[Extracted records]
# # #

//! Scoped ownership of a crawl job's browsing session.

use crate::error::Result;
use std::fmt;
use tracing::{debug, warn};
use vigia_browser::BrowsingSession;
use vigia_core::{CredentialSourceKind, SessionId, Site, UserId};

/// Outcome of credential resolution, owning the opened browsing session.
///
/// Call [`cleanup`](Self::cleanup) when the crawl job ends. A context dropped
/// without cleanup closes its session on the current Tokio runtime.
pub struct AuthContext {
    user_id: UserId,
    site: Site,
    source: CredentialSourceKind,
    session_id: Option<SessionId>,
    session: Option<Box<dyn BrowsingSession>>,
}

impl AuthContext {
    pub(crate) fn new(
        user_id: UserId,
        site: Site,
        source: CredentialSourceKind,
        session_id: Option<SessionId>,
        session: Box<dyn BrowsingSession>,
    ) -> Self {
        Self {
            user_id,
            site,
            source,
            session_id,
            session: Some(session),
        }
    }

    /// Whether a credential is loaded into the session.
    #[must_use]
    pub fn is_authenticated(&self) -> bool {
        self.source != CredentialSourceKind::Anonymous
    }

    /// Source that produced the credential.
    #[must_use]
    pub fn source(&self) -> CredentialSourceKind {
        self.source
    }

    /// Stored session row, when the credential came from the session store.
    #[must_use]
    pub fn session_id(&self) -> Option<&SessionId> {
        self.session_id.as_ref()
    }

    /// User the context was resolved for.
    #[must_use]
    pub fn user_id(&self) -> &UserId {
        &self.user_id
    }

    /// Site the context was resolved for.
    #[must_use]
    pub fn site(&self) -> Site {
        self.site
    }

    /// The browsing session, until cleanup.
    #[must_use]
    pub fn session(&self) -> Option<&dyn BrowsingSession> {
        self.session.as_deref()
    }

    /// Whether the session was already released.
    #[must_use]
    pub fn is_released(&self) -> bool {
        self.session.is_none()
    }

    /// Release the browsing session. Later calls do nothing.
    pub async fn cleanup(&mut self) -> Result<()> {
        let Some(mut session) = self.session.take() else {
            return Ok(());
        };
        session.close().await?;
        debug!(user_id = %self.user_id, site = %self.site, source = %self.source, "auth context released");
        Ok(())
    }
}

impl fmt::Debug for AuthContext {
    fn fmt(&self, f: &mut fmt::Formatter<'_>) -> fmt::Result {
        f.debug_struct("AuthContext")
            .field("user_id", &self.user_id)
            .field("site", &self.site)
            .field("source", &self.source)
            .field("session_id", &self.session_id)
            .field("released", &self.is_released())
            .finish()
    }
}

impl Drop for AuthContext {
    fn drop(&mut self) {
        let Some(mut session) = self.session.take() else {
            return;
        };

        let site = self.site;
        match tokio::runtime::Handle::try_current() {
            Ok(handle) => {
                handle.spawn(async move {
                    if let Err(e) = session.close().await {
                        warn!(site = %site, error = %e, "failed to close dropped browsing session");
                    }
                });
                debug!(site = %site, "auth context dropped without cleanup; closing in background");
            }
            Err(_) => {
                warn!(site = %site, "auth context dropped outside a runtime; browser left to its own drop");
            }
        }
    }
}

# # #

- _About this task_
Each record must be restated word for word, including the last line.

- _Response to this exercise_
//! Scoped ownership of a crawl job's browsing session.

use crate::error::Result;
use std::fmt;
use tracing::{debug, warn};
use vigia_browser::BrowsingSession;
use vigia_core::{CredentialSourceKind, SessionId, Site, UserId};

/// Outcome of credential resolution, owning the opened browsing session.
///
/// Call [`cleanup`](Self::cleanup) when the crawl job ends. A context dropped
/// without cleanup closes its session on the current Tokio runtime.
pub struct AuthContext {
    user_id: UserId,
    site: Site,
    source: CredentialSourceKind,
    session_id: Option<SessionId>,
    session: Option<Box<dyn BrowsingSession>>,
}

impl AuthContext {
    pub(crate) fn new(
        user_id: UserId,
        site: Site,
        source: CredentialSourceKind,
        session_id: Option<SessionId>,
        session: Box<dyn BrowsingSession>,
    ) -> Self {
        Self {
            user_id,
            site,
            source,
            session_id,
            session: Some(session),
        }
    }

    /// Whether a credential is loaded into the session.
    #[must_use]
    pub fn is_authenticated(&self) -> bool {
        self.source != CredentialSourceKind::Anonymous
    }

    /// Source that produced the credential.
    #[must_use]
    pub fn source(&self) -> CredentialSourceKind {
        self.source
    }

    /// Stored session row, when the credential came from the session store.
    #[must_use]
    pub fn session_id(&self) -> Option<&SessionId> {
        self.session_id.as_ref()
    }

    /// User the context was resolved for.
    #[must_use]
    pub fn user_id(&self) -> &UserId {
        &self.user_id
    }

    /// Site the context was resolved for.
    #[must_use]
    pub fn site(&self) -> Site {
        self.site
    }

    /// The browsing session, until cleanup.
    #[must_use]
    pub fn session(&self) -> Option<&dyn BrowsingSession> {
        self.session.as_deref()
    }

    /// Whether the session was already released.
    #[must_use]
    pub fn is_released(&self) -> bool {
        self.session.is_none()
    }

    /// Release the browsing session. Later calls do nothing.
    pub async fn cleanup(&mut self) -> Result<()> {
        let Some(mut session) = self.session.take() else {
            return Ok(());
        };
        session.close().await?;
        debug!(user_id = %self.user_id, site = %self.site, source = %self.source, "auth context released");
        Ok(())
    }
}

impl fmt::Debug for AuthContext {
    fn fmt(&self, f: &mut fmt::Formatter<'_>) -> fmt::Result {
        f.debug_struct("AuthContext")
            .field("user_id", &self.user_id)
            .field("site", &self.site)
            .field("source", &self.source)
            .field("session_id", &self.session_id)
            .field("released", &self.is_released())
            .finish()
    }
}

impl Drop for AuthContext {
    fn drop(&mut self) {
        let Some(mut session) = self.session.take() else {
            return;
        };

        let site = self.site;
        match tokio::runtime::Handle::try_current() {
            Ok(handle) => {
                handle.spawn(async move {
                    if let Err(e) = session.close().await {
                        warn!(site = %site, error = %e, "failed to close dropped browsing session");
                    }
                });
                debug!(site = %site, "auth context dropped without cleanup; closing in background");
            }
            Err(_) => {
                warn!(site = %site, "auth context dropped outside a runtime; browser left to its own drop");
            }
        }
    }
}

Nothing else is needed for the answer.